Asynchronous Web Scraper with BeautifulSoup and aiohttp

import asyncio
from bs4 import BeautifulSoup
import aiohttp
from typing import List

async def fetch_page(session: aiohttp.ClientSession, url: str) -> str:
    async with session.get(url) as response:
        return await response.text()

async def parse_links(html: str, base_url: str) -> List[str]:
    soup = BeautifulSoup(html, 'html.parser')
    links = [a.get('href') for a in soup.find_all('a', href=True)]
    return [link if link.startswith('http') else f"{base_url}{link}" for link in links]

async def scrape_website(url: str, max_depth: int = 1) -> List[str]:
    async with aiohttp.ClientSession() as session:
        visited = set()
        to_visit = [(url, 0)]
        all_links = []

        while to_visit:
            current_url, depth = to_visit.pop(0)
            if depth > max_depth or current_url in visited:
                continue

            try:
                html = await fetch_page(session, current_url)
                links = await parse_links(html, url)
                all_links.extend(links)
                visited.add(current_url)

                if depth < max_depth:
                    for link in links:
                        if link not in visited:
                            to_visit.append((link, depth + 1))

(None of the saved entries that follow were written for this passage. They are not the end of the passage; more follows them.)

//! Grid dimensions and inner/outer zone classification.

use crate::cell::Position;
use crate::error::ConfigError;
use std::ops::Range;

/// Validated grid dimensions.
///
/// Both sides are between 5 and [`GridDims::MAX_SIDE`] and
/// `(side - 2) % 3 == 0`, so the interior divides into exact thirds.
#[derive(Debug, Clone, Copy, PartialEq, Eq)]
pub struct GridDims {
    rows: i32,
    cols: i32,
}

impl GridDims {
    /// Default side length.
    pub const DEFAULT_SIDE: i32 = 14;

    /// Largest accepted side length. Keeps `rows * cols` well inside `i32`.
    pub const MAX_SIDE: i32 = 1_000;

    /// Validates and creates dimensions.
    pub fn new(rows: i32, cols: i32) -> Result<Self, ConfigError> {
        if rows < 5 || cols < 5 {
            return Err(ConfigError::TooSmall { rows, cols });
        }
        if rows > Self::MAX_SIDE || cols > Self::MAX_SIDE {
            return Err(ConfigError::TooLarge { rows, cols, max: Self::MAX_SIDE });
        }
        if (rows - 2) % 3 != 0 || (cols - 2) % 3 != 0 {
            return Err(ConfigError::InvalidDimensions { rows, cols });
        }
        Ok(Self { rows, cols })
    }

    pub fn rows(&self) -> i32 {
        self.rows
    }

    pub fn cols(&self) -> i32 {
        self.cols
    }

    /// Total number of cells.
    pub fn len(&self) -> usize {
        (self.rows * self.cols) as usize
    }

    /// Always false; dimensions are at least 5×5.
    pub fn is_empty(&self) -> bool {
        false
    }

    /// Row-major index, or `None` when out of bounds.
    ///
    /// This is also the canonical lock rank of the cell.
    pub fn index_of(&self, pos: Position) -> Option<usize> {
        self.in_bounds(pos)
            .then(|| (pos.row * self.cols + pos.col) as usize)
    }

    /// Inverse of [`GridDims::index_of`].
    pub fn position_of(&self, index: usize) -> Position {
        let index = index as i32;
        Position::new(index / self.cols, index % self.cols)
    }

    pub fn in_bounds(&self, pos: Position) -> bool {
        (0..self.rows).contains(&pos.row) && (0..self.cols).contains(&pos.col)
    }

    /// True for the outermost ring of cells.
    pub fn is_border(&self, pos: Position) -> bool {
        self.in_bounds(pos)
            && (pos.row == 0 || pos.col == 0 || pos.row == self.rows - 1 || pos.col == self.cols - 1)
    }

    /// True for border cells that are not corners (legal gate sites).
    pub fn is_gate_site(&self, pos: Position) -> bool {
        let row_edge = pos.row == 0 || pos.row == self.rows - 1;
        let col_edge = pos.col == 0 || pos.col == self.cols - 1;
        self.is_border(pos) && !(row_edge && col_edge)
    }

    /// Iterates every position in row-major order.
    pub fn positions(&self) -> impl Iterator<Item = Position> {
        let cols = self.cols;
        (0..self.rows).flat_map(move |row| (0..cols).map(move |col| Position::new(row, col)))
    }
}

impl Default for GridDims {
    fn default() -> Self {
        Self {
            rows: Self::DEFAULT_SIDE,
            cols: Self::DEFAULT_SIDE,
        }
    }
}

/// Pure zone classification over fixed dimensions.
///
/// Inner rows are `[rows/3, 2*rows/3)` and inner columns `[cols/3, 2*cols/3)`.
/// A cell is inner only when both its row and column are inner; every other
/// in-bounds cell is outer.
#[derive(Debug, Clone)]
pub struct ZoneClassifier {
    dims: GridDims,
    inner_rows: Range<i32>,
    inner_cols: Range<i32>,
}

impl ZoneClassifier {
    pub fn new(dims: GridDims) -> Self {
        Self {
            dims,
            inner_rows: dims.rows / 3..2 * dims.rows / 3,
            inner_cols: dims.cols / 3..2 * dims.cols / 3,
        }
    }

    pub fn dims(&self) -> GridDims {
        self.dims
    }

    pub fn in_bounds(&self, pos: Position) -> bool {
        self.dims.in_bounds(pos)
    }

    pub fn is_inner_zone(&self, pos: Position) -> bool {
        self.inner_rows.contains(&pos.row) && self.inner_cols.contains(&pos.col)
    }

    /// False out of bounds.
    pub fn is_outer_zone(&self, pos: Position) -> bool {
        self.in_bounds(pos) && !self.is_inner_zone(pos)
    }

    /// Number of inner-zone cells.
    pub fn inner_len(&self) -> usize {
        self.inner_rows.len() * self.inner_cols.len()
    }

    /// Number of interior (non-border) cells in the outer zone.
    pub fn outer_interior_len(&self) -> usize {
        let interior = (self.dims.rows - 2) as usize * (self.dims.cols - 2) as usize;
        interior - self.inner_len()
    }

    /// Inner-zone positions in row-major order.
    pub fn inner_positions(&self) -> impl Iterator<Item = Position> + '_ {
        self.inner_rows.clone().flat_map(move |row| {
            self.inner_cols.clone().map(move |col| Position::new(row, col))
        })
    }
}
//! Agent lifecycle - start one task per agent, stop them all with a deadline.

use paddock_core::{stop_channel, Agent, AgentExit, AgentId, AgentReport, StopHandle};
use paddock_env::PaddockContext;
use std::sync::Arc;
use std::time::Duration;
use tokio::task::JoinHandle;
use tracing::{info, warn};

/// Outcome of a shutdown.
#[derive(Debug, Clone, Default)]
pub struct ShutdownReport {
    /// Reports from agents that stopped on their own
    pub reports: Vec<AgentReport>,

    /// Agents still running at the deadline, then aborted
    pub aborted: Vec<AgentId>,

    /// Agents whose task panicked
    pub panicked: Vec<AgentId>,
}

impl ShutdownReport {
    /// Number of agents that stopped cooperatively.
    pub fn stopped(&self) -> usize {
        self.reports.len()
    }

    /// True if any agent had to be aborted.
    pub fn forced(&self) -> bool {
        !self.aborted.is_empty()
    }

    /// Agents that stopped on a movement fault.
    pub fn faulted(&self) -> impl Iterator<Item = &AgentReport> {
        self.reports
            .iter()
            .filter(|r| matches!(r.exit, AgentExit::Faulted(_)))
    }
}

/// Owns the running agent tasks and the stop signal they share.
pub struct AgentScheduler {
    stop: StopHandle,
    tasks: Vec<(AgentId, JoinHandle<AgentReport>)>,
}

impl AgentScheduler {
    /// Spawns one task per agent.
    pub fn start<Ctx: PaddockContext>(ctx: &Arc<Ctx>, agents: Vec<Agent>) -> Self {
        let (stop, signal) = stop_channel();
        let tasks: Vec<_> = agents
            .into_iter()
            .map(|agent| {
                let id = agent.id();
                let name = format!("{}-{}", agent.kind(), id.0);
                let handle = ctx.spawn(&name, agent.run(Arc::clone(ctx), signal.clone()));
                (id, handle)
            })
            .collect();

        info!(agents = tasks.len(), "agents started");
        Self { stop, tasks }
    }

    /// Number of managed tasks.
    pub fn len(&self) -> usize {
        self.tasks.len()
    }

    pub fn is_empty(&self) -> bool {
        self.tasks.is_empty()
    }

    /// Raises the stop signal, waits up to `timeout` for every agent, then
    /// aborts the rest.
    pub async fn shutdown(self, timeout: Duration) -> ShutdownReport {
        self.stop.stop();
        let deadline = tokio::time::Instant::now() + timeout;
        let mut report = ShutdownReport::default();

        for (id, mut handle) in self.tasks {
            match tokio::time::timeout_at(deadline, &mut handle).await {
                Ok(Ok(agent_report)) => report.reports.push(agent_report),
                Ok(Err(err)) => {
                    warn!(agent = %id, "agent task failed: {}", err);
                    report.panicked.push(id);
                }
                Err(_) => {
                    handle.abort();
                    report.aborted.push(id);
                }
            }
        }

        if report.forced() {
            warn!(aborted = report.aborted.len(), "forcing shutdown of unresponsive agents");
        }
        info!(
            stopped = report.stopped(),
            aborted = report.aborted.len(),
            panicked = report.panicked.len(),
            "agents shut down"
        );
        report
    }
}
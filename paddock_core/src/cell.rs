//! Cell contents, coordinates and agent identity.

use serde::{Deserialize, Serialize};
use std::fmt;

/// Grid coordinate. `row` indexes top to bottom, `col` left to right.
///
/// Signed so that neighbours of border cells can be expressed and then
/// rejected by the bounds check.
#[derive(Debug, Clone, Copy, PartialEq, Eq, Hash, PartialOrd, Ord, Serialize, Deserialize)]
pub struct Position {
    pub row: i32,
    pub col: i32,
}

impl Position {
    /// Creates a position.
    pub const fn new(row: i32, col: i32) -> Self {
        Self { row, col }
    }

    /// Returns the position shifted by a step.
    pub fn offset(self, step: Step) -> Self {
        Self {
            row: self.row + step.d_row,
            col: self.col + step.d_col,
        }
    }

    /// Packs the position into a single word for atomic publication.
    ///
    /// Only meaningful for in-bounds (non-negative) positions.
    pub(crate) fn pack(self) -> u64 {
        ((self.row as u32 as u64) << 32) | (self.col as u32 as u64)
    }

    /// Inverse of [`Position::pack`].
    pub(crate) fn unpack(word: u64) -> Self {
        Self {
            row: (word >> 32) as u32 as i32,
            col: word as u32 as i32,
        }
    }
}

impl fmt::Display for Position {
    fn fmt(&self, f: &mut fmt::Formatter<'_>) -> fmt::Result {
        write!(f, "({}, {})", self.row, self.col)
    }
}

/// A one-cell move to any of the eight neighbours.
#[derive(Debug, Clone, Copy, PartialEq, Eq, Hash)]
pub struct Step {
    pub d_row: i32,
    pub d_col: i32,
}

impl Step {
    /// Creates a step. Returns `None` for the null step or components
    /// outside `{-1, 0, 1}`.
    pub fn new(d_row: i32, d_col: i32) -> Option<Self> {
        let unit = (-1..=1).contains(&d_row) && (-1..=1).contains(&d_col);
        (unit && (d_row, d_col) != (0, 0)).then_some(Self { d_row, d_col })
    }
}

/// Stable agent identity. Doubles as the index into the roster.
#[derive(Debug, Clone, Copy, PartialEq, Eq, Hash, PartialOrd, Ord, Serialize, Deserialize)]
pub struct AgentId(pub u32);

impl AgentId {
    /// Returns the roster index.
    pub fn index(self) -> usize {
        self.0 as usize
    }
}

impl fmt::Display for AgentId {
    fn fmt(&self, f: &mut fmt::Formatter<'_>) -> fmt::Result {
        write!(f, "#{}", self.0)
    }
}

/// The two kinds of agent.
#[derive(Debug, Clone, Copy, PartialEq, Eq, Hash, Serialize, Deserialize)]
#[serde(rename_all = "snake_case")]
pub enum AgentKind {
    /// Wanders anywhere passable; escapes by reaching a gate ("sheep")
    Herded,
    /// Confined to the outer zone ("dog")
    Herder,
}

impl AgentKind {
    /// Returns the kind name.
    pub fn name(&self) -> &'static str {
        match self {
            AgentKind::Herded => "herded",
            AgentKind::Herder => "herder",
        }
    }
}

impl fmt::Display for AgentKind {
    fn fmt(&self, f: &mut fmt::Formatter<'_>) -> fmt::Result {
        f.write_str(self.name())
    }
}

/// Content of a single grid cell.
#[derive(Debug, Clone, Copy, PartialEq, Eq, Hash)]
pub enum CellContent {
    /// Immutable border
    Wall,
    /// Passable border opening
    Gate,
    /// Unoccupied interior cell
    Empty,
    /// Holds exactly one agent
    Occupied(AgentId),
}

impl CellContent {
    /// Returns the occupying agent, if any.
    pub fn occupant(&self) -> Option<AgentId> {
        match self {
            CellContent::Occupied(id) => Some(*id),
            _ => None,
        }
    }
}

impl fmt::Display for CellContent {
    fn fmt(&self, f: &mut fmt::Formatter<'_>) -> fmt::Result {
        match self {
            CellContent::Wall => f.write_str("wall"),
            CellContent::Gate => f.write_str("gate"),
            CellContent::Empty => f.write_str("empty"),
            CellContent::Occupied(id) => write!(f, "occupied by {}", id),
        }
    }
}
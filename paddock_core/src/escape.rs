//! Escape detection - the global termination predicate.

use crate::cell::{AgentId, AgentKind, Position};
use crate::roster::Roster;
use std::sync::Arc;

/// Checks herded agents' published positions against the four gates.
///
/// Read-only: it never takes a cell lock. Each position read is a single
/// atomic load, so a position is never observed half-updated.
#[derive(Debug, Clone)]
pub struct EscapeDetector {
    gates: [Position; 4],
    roster: Arc<Roster>,
}

impl EscapeDetector {
    pub fn new(gates: [Position; 4], roster: Arc<Roster>) -> Self {
        Self { gates, roster }
    }

    pub fn gates(&self) -> &[Position; 4] {
        &self.gates
    }

    /// True iff any herded agent stands on a gate.
    pub fn has_escaped(&self) -> bool {
        self.herded_positions().any(|(_, pos)| self.gates.contains(&pos))
    }

    /// Herded agents currently on a gate.
    pub fn escaped_agents(&self) -> Vec<AgentId> {
        self.herded_positions()
            .filter(|(_, pos)| self.gates.contains(pos))
            .map(|(id, _)| id)
            .collect()
    }

    fn herded_positions(&self) -> impl Iterator<Item = (AgentId, Position)> + '_ {
        self.roster
            .iter()
            .filter(|record| record.kind() == AgentKind::Herded)
            .map(|record| (record.id(), record.position()))
    }
}

#[cfg(test)]
mod tests {
    use super::*;

    const GATES: [Position; 4] = [
        Position::new(0, 3),
        Position::new(7, 5),
        Position::new(2, 0),
        Position::new(4, 7),
    ];

    #[test]
    fn test_no_escape() {
        let mut roster = Roster::default();
        roster.register(AgentKind::Herded, Position::new(3, 3));
        let detector = EscapeDetector::new(GATES, Arc::new(roster));

        assert!(!detector.has_escaped());
        assert!(detector.escaped_agents().is_empty());
    }

    #[test]
    fn test_herded_on_gate_escapes() {
        let mut roster = Roster::default();
        roster.register(AgentKind::Herded, Position::new(3, 3));
        let sheep = roster.register(AgentKind::Herded, Position::new(1, 3));
        let detector = EscapeDetector::new(GATES, Arc::new(roster));

        sheep.publish(Position::new(0, 3));
        assert!(detector.has_escaped());
        assert_eq!(detector.escaped_agents(), vec![sheep.id()]);
    }

    #[test]
    fn test_herder_on_gate_coordinate_is_ignored() {
        let mut roster = Roster::default();
        roster.register(AgentKind::Herder, Position::new(4, 7));
        let detector = EscapeDetector::new(GATES, Arc::new(roster));

        assert!(!detector.has_escaped());
    }
}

            except Exception as e:
                print(f"Error fetching {current_url}: {e}")

        return list(set(all_links))

async def main():
    # Example usage
    target_url = "https://example.com"
    links = await scrape_website(target_url, max_depth=2)
    print(f"Found {len(links)} unique links:")
    for link in sorted(links):
        print(link)

if __name__ == "__main__":
    asyncio.run(main())

Explanation

This asynchronous web scraper efficiently collects all links from a website up to a specified depth using modern Python async/await syntax. Here’s why it’s useful:

Performance: Uses aiohttp for asynchronous HTTP requests, making it much faster than synchronous scraping for multiple pages
Modern Python: Implements proper typing hints and async/await patterns
Configurable Depth: Allows control over how deeply to crawl the website
Robust: Includes basic error handling and duplicate URL prevention

Key Features:

Fetches pages asynchronously to maximize throughput
Parses HTML with BeautifulSoup for reliable link extraction
Handles both absolute and relative URLs
Tracks visited URLs to avoid duplicates
Gracefully handles network errors

How to Run:

Install dependencies: pip install aiohttp beautifulsoup4
Save the code to a file (e.g., async_scraper.py)
Modify the target_url in the main() function to your desired website
Run with: python async_scraper.py

Customization:

Adjust max_depth parameter to control crawl depth
Add delay between requests with asyncio.sleep() if needed
Extend parse_links() to extract other page elements (text, images, etc.)

This scraper is perfect for building site maps, checking for broken links, or gathering data for SEO analysis, while being respectful of server resources through proper async handling.